Kejadian Alam Semesta
12:57
Dalam salah satu teori mengenai terciptanya
alam semesta disebutkan bahawa alam semesta tercipta dari sebuah ledakan kosmis
sekitar 10-20 juta tahun yang lalu yang mengakibatkan adanya ekspansi
(pengembangan) alam semesta.
Sebelum terjadinya ledakan kosmis tersebut,
seluruh ruang materi dan energi terkumpul dalam sebuah titik. Mungkin banyak di
antara kita yang telah membaca tentang teori tersebut.
Sekarang, mungkin ada di antara kita yang ingin tahu bagaimana Al-Quran
menjelaskan tentang terbentuknya alam semesta ini.
Dalam Quran surat Al-Anbiya (surat ke-21)
ayat 30 disebutkan:
أَوَلَمۡ يَرَ ٱلَّذِينَ كَفَرُوٓاْ أَنَّ ٱلسَّمَـٰوَٲتِ وَٱلۡأَرۡضَ
ڪَانَتَا رَتۡقً۬ا فَفَتَقۡنَـٰهُمَا*ۖ وَجَعَلۡنَا مِنَ ٱلۡمَآءِ كُلَّ شَىۡءٍ
حَىٍّ*ۖ أَفَلَا يُؤۡمِنُونَ (٣٠)
“Dan apakah orang-orang kafir tidak
mengetahui bahawanya langit dan bumi itu keduanya dahulu adalah suatu yang
padu, kemudian Kami pisahkan antara keduanya. Dan dari air Kami jadikan segala
sesuatu yang hidup. Maka mengapakah mereka tiada juga beriman?

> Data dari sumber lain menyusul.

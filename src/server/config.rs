/// HTTP listener settings.
///
/// Populated by the binary from CLI flags / environment; tests use
/// [`ServerConfig::default`].
#[derive(Debug, Clone, PartialEq, Eq)]
pub struct ServerConfig {
    /// Bind address (default: `0.0.0.0`).
    pub host: String,
    /// Bind port (default: `8001`).
    pub port: u16,
    /// Whole-request timeout in seconds (default: `300`).
    ///
    /// Covers rasterisation plus every per-page vision call of an upload.
    pub request_timeout_secs: u64,
    /// Largest accepted request body (default: 50 MiB).
    pub max_upload_bytes: usize,
}

impl Default for ServerConfig {
    fn default() -> Self {
        Self {
            host: "0.0.0.0".into(),
            port: 8001,
            request_timeout_secs: 300,
            max_upload_bytes: 50 * 1024 * 1024,
        }
    }
}

impl ServerConfig {
    pub fn bind_address(&self) -> String {
        format!("{}:{}", self.host, self.port)
    }
}
//! Request handlers under `/api`.

use super::error::{AppError, AppResult};
use super::state::AppState;
use crate::annotate::{check_pdf, process_upload, rasterize_upload, PageAnalysis, UploadResult};
use crate::error::{AnalysisError, WeldMapError};
use crate::export::export_pdf;
use crate::model::{assemble_pages, resolve_records, AnnotationRecord, CanvasInfo};
use crate::pipeline::detect::ComponentDetector;
use crate::pipeline::encode::{decode_base64_image, to_base64};
use crate::pipeline::llm::ping;
use axum::extract::rejection::JsonRejection;
use axum::extract::{Multipart, State};
use axum::http::header::{CONTENT_DISPOSITION, CONTENT_TYPE};
use axum::response::{IntoResponse, Response};
use axum::routing::{get, post};
use axum::{Json, Router};
use serde::{Deserialize, Serialize};
use serde_json::{json, Value};
use std::sync::Arc;
use tracing::info;
use uuid::Uuid;

pub fn router() -> Router<AppState> {
    Router::new()
        .route("/health", get(health))
        .route("/test-ai", get(test_ai))
        .route("/upload-pdf", post(upload_pdf))
        .route("/demo-upload", post(demo_upload))
        .route("/upload-pdf-only", post(upload_pdf_only))
        .route("/export-pdf", post(export_pdf_handler))
        .route("/export-annotations", post(export_annotations))
}

// ── Health / connectivity ────────────────────────────────────────────────

/// GET /api/health
async fn health() -> Json<Value> {
    Json(json!({
        "status": "healthy",
        "service": "weldmap",
        "version": env!("CARGO_PKG_VERSION"),
    }))
}

/// GET /api/test-ai
///
/// Always 200; the outcome is in `success`.
async fn test_ai(State(state): State<AppState>) -> Json<Value> {
    let Some(provider) = state.provider.as_ref() else {
        let unavailable = AnalysisError::Unavailable {
            reason: "no vision provider configured".into(),
        };
        return Json(json!({
            "success": false,
            "error": unavailable.to_string(),
        }));
    };
    match ping(provider, &state.config).await {
        Ok(reply) => Json(json!({
            "success": true,
            "message": "Vision provider connection successful",
            "response": reply,
        })),
        Err(e) => Json(json!({
            "success": false,
            "error": e.to_string(),
        })),
    }
}

// ── Uploads ──────────────────────────────────────────────────────────────

/// Pull the `file` part out of a multipart body.
async fn read_file_field(multipart: &mut Multipart) -> AppResult<(String, Vec<u8>)> {
    while let Some(field) = multipart.next_field().await.map_err(|e| AppError::Rejected {
        status: e.status(),
        detail: e.body_text(),
    })? {
        if field.name() != Some("file") {
            continue;
        }
        let filename = field.file_name().unwrap_or_default().to_string();
        let data = field.bytes().await.map_err(|e| AppError::Rejected {
            status: e.status(),
            detail: e.body_text(),
        })?;
        return Ok((filename, data.to_vec()));
    }
    let missing = WeldMapError::MissingField {
        field: "file".into(),
    };
    Err(missing.into())
}

#[derive(Debug, Serialize)]
struct UploadResponse {
    success: bool,
    file_id: String,
    filename: String,
    total_pages: usize,
    mode: &'static str,
    results: Vec<PageResult>,
}

#[derive(Debug, Serialize)]
struct PageResult {
    page: usize,
    width: u32,
    height: u32,
    image_base64: String,
    original_image: String,
    analysis: PageAnalysis,
    weld_annotations: Vec<AnnotationRecord>,
    processed: bool,
}

impl UploadResponse {
    fn new(filename: String, result: UploadResult) -> Self {
        let total_pages = result.total_pages();
        let results = result
            .pages
            .into_iter()
            .map(|p| PageResult {
                page: p.index + 1,
                width: p.width,
                height: p.height,
                image_base64: to_base64(&p.annotated_png),
                original_image: to_base64(&p.original_png),
                processed: p.analysis.success,
                analysis: p.analysis,
                weld_annotations: p.annotations.iter().map(AnnotationRecord::from).collect(),
            })
            .collect();
        Self {
            success: true,
            file_id: Uuid::new_v4().to_string(),
            filename,
            total_pages,
            mode: result.mode,
            results,
        }
    }
}

async fn run_upload(
    state: AppState,
    mut multipart: Multipart,
    detector: Arc<dyn ComponentDetector>,
) -> AppResult<Json<UploadResponse>> {
    let (filename, bytes) = read_file_field(&mut multipart).await?;
    let result = process_upload(
        &filename,
        bytes,
        Arc::clone(&state.rasterizer),
        detector.as_ref(),
        Arc::clone(&state.config),
    )
    .await?;
    Ok(Json(UploadResponse::new(filename, result)))
}

const NO_PROVIDER_HINT: &str =
    "Set OPENAI_API_KEY (or another provider key) and restart, or use /api/demo-upload.";

/// POST /api/upload-pdf
async fn upload_pdf(
    State(state): State<AppState>,
    multipart: Multipart,
) -> AppResult<Json<UploadResponse>> {
    let detector = state.detector.clone();
    let detector = detector.ok_or_else(|| WeldMapError::ProviderNotConfigured {
        provider: "vision".into(),
        hint: NO_PROVIDER_HINT.into(),
    })?;
    run_upload(state, multipart, detector).await
}

/// POST /api/demo-upload
async fn demo_upload(
    State(state): State<AppState>,
    multipart: Multipart,
) -> AppResult<Json<UploadResponse>> {
    let detector = Arc::clone(&state.demo);
    run_upload(state, multipart, detector).await
}

/// POST /api/upload-pdf-only
///
/// Rasterise without analysis; the client places symbols by hand.
async fn upload_pdf_only(
    State(state): State<AppState>,
    mut multipart: Multipart,
) -> AppResult<Json<Value>> {
    let (filename, bytes) = read_file_field(&mut multipart).await?;
    check_pdf(&filename, &bytes)?;
    let pages = rasterize_upload(bytes, Arc::clone(&state.rasterizer)).await?;
    info!(
        "'{}': {} page(s) rendered for manual annotation",
        filename, pages.len()
    );

    let images: Vec<Value> = pages
        .iter()
        .map(|p| {
            json!({
                "page": p.index + 1,
                "width": p.width,
                "height": p.height,
                "image_base64": to_base64(&p.png),
            })
        })
        .collect();
    Ok(Json(json!({
        "success": true,
        "file_id": Uuid::new_v4().to_string(),
        "filename": filename,
        "total_pages": images.len(),
        "images": images,
        "message": "PDF converted to images. Place symbols manually.",
    })))
}

// ── Export ───────────────────────────────────────────────────────────────

#[derive(Debug, Deserialize)]
pub struct ExportRequest {
    #[serde(default)]
    pub filename: String,
    pub images: Vec<String>,
    #[serde(default)]
    pub symbols: Vec<AnnotationRecord>,
    pub canvas: CanvasInfo,
}

fn bad_json(rejection: JsonRejection) -> AppError {
    WeldMapError::invalid(rejection.body_text()).into()
}

/// Restrict to `[A-Za-z0-9._-]`, drop any directory part, force a single `.pdf`.
pub fn sanitize_filename(name: &str) -> String {
    let base = name.rsplit(['/', '\\']).next().unwrap_or_default();
    let cleaned: String = base.chars().map(safe_char).collect();
    let mut stem = cleaned.trim_end_matches('.');
    while let Some(rest) = strip_pdf_suffix(stem) {
        stem = rest.trim_end_matches('.');
    }
    let stem = stem.trim_start_matches('.');
    if stem.is_empty() {
        "weld_map.pdf".to_string()
    } else {
        format!("{stem}.pdf")
    }
}

fn safe_char(c: char) -> char {
    if c.is_ascii_alphanumeric() || matches!(c, '.' | '_' | '-') {
        c
    } else {
        '_'
    }
}

/// `name` without a trailing `.pdf` in any case, if it has one.
fn strip_pdf_suffix(name: &str) -> Option<&str> {
    let cut = name.len().checked_sub(4)?;
    let suffix = name.get(cut..)?;
    suffix.eq_ignore_ascii_case(".pdf").then_some(&name[..cut])
}

/// POST /api/export-pdf
async fn export_pdf_handler(
    State(state): State<AppState>,
    payload: Result<Json<ExportRequest>, JsonRejection>,
) -> AppResult<Response> {
    let Json(req) = payload.map_err(bad_json)?;
    let filename = sanitize_filename(&req.filename);

    let images = req
        .images
        .iter()
        .enumerate()
        .map(|(i, s)| decode_base64_image(i, s))
        .collect::<Result<Vec<_>, _>>()?;
    let pages = assemble_pages(images, req.symbols)?;
    info!(
        "Export '{}': {} page(s), {} symbol(s), canvas {}x{}",
        filename,
        pages.len(),
        pages.iter().map(|p| p.annotations.len()).sum::<usize>(),
        req.canvas.width,
        req.canvas.height
    );

    let style = state.config.style;
    let canvas = req.canvas;
    let title = filename.trim_end_matches(".pdf").to_string();
    let job = move || export_pdf(&pages, canvas, style, &title);
    let (bytes, report) = tokio::task::spawn_blocking(job)
        .await
        .map_err(|e| AppError::InternalError(format!("export task failed: {e}")))??;
    let size = bytes.len();
    info!("Export '{}' done: {:?}, {} bytes", filename, report, size);

    Ok((
        [
            (CONTENT_TYPE, "application/pdf".to_string()),
            (CONTENT_DISPOSITION, format!("attachment; filename={filename}")),
        ],
        bytes,
    )
        .into_response())
}

#[derive(Debug, Deserialize)]
struct AnnotationsRequest {
    symbols: Vec<AnnotationRecord>,
    #[serde(default)]
    total_pages: Option<usize>,
}

/// POST /api/export-annotations
///
/// Validates the symbol list; nothing is stored.
async fn export_annotations(
    payload: Result<Json<AnnotationsRequest>, JsonRejection>,
) -> AppResult<Json<Value>> {
    let Json(req) = payload.map_err(bad_json)?;
    let count = req.symbols.len();
    resolve_records(req.symbols, req.total_pages.unwrap_or(usize::MAX))?;
    Ok(Json(json!({
        "success": true,
        "message": format!("{count} annotation(s) accepted"),
        "symbols_count": count,
    })))
}

#[cfg(test)]
mod tests {
    use super::*;

    #[test]
    fn filenames_are_sanitised() {
        let spaced = sanitize_filename("ISO-1001 rev A.pdf");
        assert_eq!(spaced, "ISO-1001_rev_A.pdf");
        assert_eq!(sanitize_filename("../../etc/passwd"), "passwd.pdf");
        assert_eq!(sanitize_filename("map.PDF"), "map.pdf");
        assert_eq!(sanitize_filename(""), "weld_map.pdf");
        assert_eq!(sanitize_filename("..."), "weld_map.pdf");
        assert_eq!(sanitize_filename("schéma"), "sch_ma.pdf");
    }

    #[test]
    fn repeated_pdf_suffixes_collapse_to_one() {
        assert_eq!(sanitize_filename("a.pdf.pdf"), "a.pdf");
        assert_eq!(sanitize_filename("a.PDF.pdf"), "a.pdf");
        assert_eq!(sanitize_filename("a.pdf..pdf."), "a.pdf");
        assert_eq!(sanitize_filename(".pdf.pdf"), "weld_map.pdf");
        assert_eq!(sanitize_filename("pdf.pdf"), "pdf.pdf");
    }
}
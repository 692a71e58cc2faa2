//! VLM interaction: provider resolution and the per-page vision call.
//!
//! Intentionally thin. Prompt text lives in [`crate::prompts`], reply
//! parsing in [`crate::pipeline::extract`] and schema handling in
//! [`crate::ingest`].
//!
//! ## No retries
//!
//! A failed or slow call is not repeated. The page simply carries zero
//! detected components plus the reason, and the client may resubmit. The
//! only cancellation mechanism is the configured timeout.

use crate::config::WeldMapConfig;
use crate::error::{AnalysisError, WeldMapError};
use crate::pipeline::encode::vision_image;
use crate::prompts::{analysis_prompt, DEFAULT_SYSTEM_PROMPT, PING_PROMPT};
use edgequake_llm::{ChatMessage, CompletionOptions, LLMProvider, ProviderFactory};
use std::sync::Arc;
use std::time::Instant;
use tokio::time::{timeout, Duration};
use tracing::{debug, warn};

/// Model used when none is configured.
pub const DEFAULT_MODEL: &str = "gpt-4o";

fn create_vision_provider(
    provider_name: &str,
    model: &str,
) -> Result<Arc<dyn LLMProvider>, WeldMapError> {
    let created = ProviderFactory::create_llm_provider(provider_name, model);
    created.map_err(|e| WeldMapError::ProviderNotConfigured {
        provider: provider_name.to_string(),
        hint: format!("{e}"),
    })
}

/// Resolve the LLM provider, from most-specific to least-specific.
///
/// 1. **Pre-built provider** (`config.provider`), used as-is.
/// 2. **Named provider + model** (`config.provider_name`).
/// 3. **Environment pair** `EDGEQUAKE_LLM_PROVIDER` + `EDGEQUAKE_MODEL`.
/// 4. **OpenAI key** present → OpenAI with the configured or default model.
/// 5. **Auto-detection** via [`ProviderFactory::from_env`].
pub fn resolve_provider(config: &WeldMapConfig) -> Result<Arc<dyn LLMProvider>, WeldMapError> {
    if let Some(ref provider) = config.provider {
        return Ok(Arc::clone(provider));
    }

    let model = config.model.as_deref().unwrap_or(DEFAULT_MODEL);

    if let Some(ref name) = config.provider_name {
        return create_vision_provider(name, model);
    }

    if let (Ok(prov), Ok(env_model)) = (
        std::env::var("EDGEQUAKE_LLM_PROVIDER"),
        std::env::var("EDGEQUAKE_MODEL"),
    ) {
        if !prov.is_empty() && !env_model.is_empty() {
            return create_vision_provider(&prov, &env_model);
        }
    }

    if let Ok(openai_key) = std::env::var("OPENAI_API_KEY") {
        if !openai_key.is_empty() {
            return create_vision_provider("openai", model);
        }
    }

    let detected = ProviderFactory::from_env();
    let (llm_provider, _embedding) = detected.map_err(|e| WeldMapError::ProviderNotConfigured {
        provider: "auto".to_string(),
        hint: format!(
            "No vision provider could be auto-detected from environment.\n\
            Set OPENAI_API_KEY, ANTHROPIC_API_KEY, or configure a provider.\n\
            Error: {e}"
        ),
    })?;

    Ok(llm_provider)
}

/// Completion options shared by every call.
fn build_options(config: &WeldMapConfig) -> CompletionOptions {
    CompletionOptions {
        temperature: Some(config.temperature),
        max_tokens: Some(config.max_tokens),
        ..Default::default()
    }
}

/// The raw text reply for one page, with token accounting.
#[derive(Debug, Clone)]
pub struct VisionReply {
    pub content: String,
    pub input_tokens: usize,
    pub output_tokens: usize,
    pub duration_ms: u64,
}

/// Ask the model to analyse one page (1-based `page_num`).
///
/// ## Message Layout
///
/// 1. **System message**: the drawing-analysis role (or the configured override)
/// 2. **User message**: [`analysis_prompt`] stating the pixel size, plus the PNG
pub async fn analyze_page(
    provider: &Arc<dyn LLMProvider>,
    page_num: usize,
    png: &[u8],
    width: u32,
    height: u32,
    config: &WeldMapConfig,
) -> Result<VisionReply, AnalysisError> {
    let start = Instant::now();
    let system_prompt = config
        .system_prompt
        .as_deref()
        .unwrap_or(DEFAULT_SYSTEM_PROMPT);

    let messages = vec![
        ChatMessage::system(system_prompt),
        ChatMessage::user_with_images(&analysis_prompt(width, height), vec![vision_image(png)]),
    ];
    let options = build_options(config);

    let secs = config.api_timeout_secs;
    let call = provider.chat(&messages, Some(&options));
    match timeout(Duration::from_secs(secs), call).await {
        Err(_) => {
            warn!("Page {}: vision call timed out after {}s", page_num, secs);
            Err(AnalysisError::Timeout {
                page: page_num,
                secs,
            })
        }
        Ok(Err(e)) => {
            warn!("Page {}: vision call failed: {}", page_num, e);
            Err(AnalysisError::LlmFailed {
                page: page_num,
                detail: e.to_string(),
            })
        }
        Ok(Ok(response)) => {
            let duration = start.elapsed();
            debug!(
                "Page {}: {} input tokens, {} output tokens, {:?}",
                page_num, response.prompt_tokens, response.completion_tokens, duration
            );
            Ok(VisionReply {
                content: response.content,
                input_tokens: response.prompt_tokens,
                output_tokens: response.completion_tokens,
                duration_ms: duration.as_millis() as u64,
            })
        }
    }
}

/// Minimal round-trip to check provider connectivity.
pub async fn ping(
    provider: &Arc<dyn LLMProvider>,
    config: &WeldMapConfig,
) -> Result<String, AnalysisError> {
    let messages = vec![ChatMessage::user_with_images(PING_PROMPT, Vec::new())];
    let options = CompletionOptions {
        temperature: Some(0.0),
        max_tokens: Some(16),
        ..Default::default()
    };
    let secs = config.api_timeout_secs;
    let call = provider.chat(&messages, Some(&options));
    match timeout(Duration::from_secs(secs), call).await {
        Err(_) => Err(AnalysisError::Timeout { page: 0, secs }),
        Ok(Err(e)) => Err(AnalysisError::LlmFailed {
            page: 0,
            detail: e.to_string(),
        }),
        Ok(Ok(response)) => Ok(response.content),
    }
}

Proses terjadinya Alam semesta menurut
ilmu sains dan Al Qur'an
Alam semesta adalah suatu hamparan atau ruangan yang sangat luas yang tidak di
ketahui atau tidak dapat di bayangkan luasnya. alam semesta diduga bentuknya
melengkung dan dalam pelbagai keadaan serta
terdiri atas galaksi-galaksi atau sistem bintang yang jumlahnya ribuan.
Bumi adalah salah satu bagian dari alam semesta ini. maka tak heran terciptanya
bumi ini berhubungan erat dengan terbentuknya alam semesta.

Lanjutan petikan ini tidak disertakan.